The winners of the R5-million Green City Startup Challenge were announced by Economic Development MMC Counsellor Ruby Mathang during an awards ceremony last month.
In partnership with the University of Johannesburg (UJ) and the UJ-owned training, research and development ecosystem, Resolution Circle, the City of Johannesburg developed the Green Challenge Fund, aimed at identifying creative green entrepreneurs whose ideas could help improve the city’s green culture.
“We were looking for ideas that were immediately scalable,” says City of Johannesburg economic development executive director Ravi Naidoo, adding that entries were open to start-up businesses, small and medium-sized enterprises (SMEs), as well as partnerships in the energy, waste, water, transport and building sectors.
Naidoo confirms that, owing to the success of this initiative, it will continue in 2016.
Mathang further notes that the Green Challenge Fund facilitators want Johannesburg to be known for this initiative: “When people speak about the green initiative, we want them to say that Johannesburg is the leader in Africa.”
Water, Hygiene and Convenience (WHC) CEO Paseka Lesolang took top honours at the awards, winning R1-million for his WHC Leak-Less valve, which prevents up to 70% of water loss in toilet leaks. “South Africa loses R7.2-billion every year, owing to water leaks and, according to the Department of Water and Sanitation, as well as the World Health Organisation, South Africa’s water consumption might exceed availability of supply by 2025,” he said.
Second prize was awarded to founder and CEO of PowerOptimal Sean Moolman, who won R500 000 for his PowerOptimal power demand management technology, which helps reduce peak power demand by 30% to 50%, with very little impact on the electricity users’ activities. For commercial customers, this can mean a 20% saving on their electricity bill.
Joint third place was awarded to Gabriel Ally, a representative of Geza Jozi, the social enterprise that manufacturers and equips waste pickers. Ally won R300 000 for the Recycle e-Trike – a 500 W electrically assisted tricycle, designed to double the output of trolley recyclers and improve their safety on the road.
The Recycle e-Trike can transport 150 kg of recyclable waste over a distance of 50 km. Gabriel notes that he was inspired by the determination and resourcefulness of trolley recyclers and developed a model for the transformation of the informal recycling industry.

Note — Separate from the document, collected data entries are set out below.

mod client_list;
pub use client_list::ClientList;

mod new_client_form;
pub use new_client_form::NewClientForm;

mod plant_table;
pub use plant_table::PlantTable;

mod maintenance_calendar;
pub use maintenance_calendar::MaintenanceCalendar;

The other third place winner was Yolandi Schoeman, a representative of multidisciplinary environmental, social and ecological services company Baoberry. She designed the AqueouSphere floating treatment wetland that could address the City of Johannesburg’s water and sanitation challenges, which have developed as a result of urbanisation. The AqueouSphere comprises a buoyant base mat, on which wetland plants are used to filter nitrates, phosphates, organic compounds and heavy metals, as well as other runoff contaminants. It is also effective in reducing suspended solids and dissolved organic carbon. Schoeman was awarded R300 000.
For the Green City Startup Challenge, which was launched in December 2014, 86 proposals were reduced to eight. These finalists each received R250 000 to build a prototype of their idea and were also offered in-depth technical support and workshops facilitated by Resolution Circle to improve their ideas and help them present their pitches. The finalists presented their prototypes and business plans to a panel of judges, including an independent team of entrepreneurs and technical experts early last month.
Meanwhile, Naidoo highlights the Green City Startup Challenge as a “vivid demonstration” of what a “triple helix” – a partnership between government, academia and business – can achieve. “We want to expand the size of the programme by inviting the private sector to join us in building the innovation system in Johannesburg,” he adds.
The development of a green economy is one of the City of Johannesburg’s core strategic objectives. Mathang notes that this is aligned with the National Development Plan, which calls for simultaneously achieving sustainable development and a low carbon economy, increased employment and reduced inequality.
“It is also aligned with the provincial strategy aimed at making the transition towards clean, innovative, resource-efficient, low-carbon technologies and infrastructure,” he adds.
Additionally, a green economy addresses the city’s Integrated Development Plan, which emphasises job creation and income generation through waste recycling, energy diversification, greening public- and private-transport vehicles and the city becoming a leader in innovation in the green economy.
“What is respectable about the Green City Startup initiative, from a challenge point of view, is that it is the first challenge in this part of the world that is happening for the green economy and [it is] one of the things that will allow it to continue into the future and expand to connect to the private sector,” explains Mathang, adding that the proposals are from the private sector, as well as small and established businesses.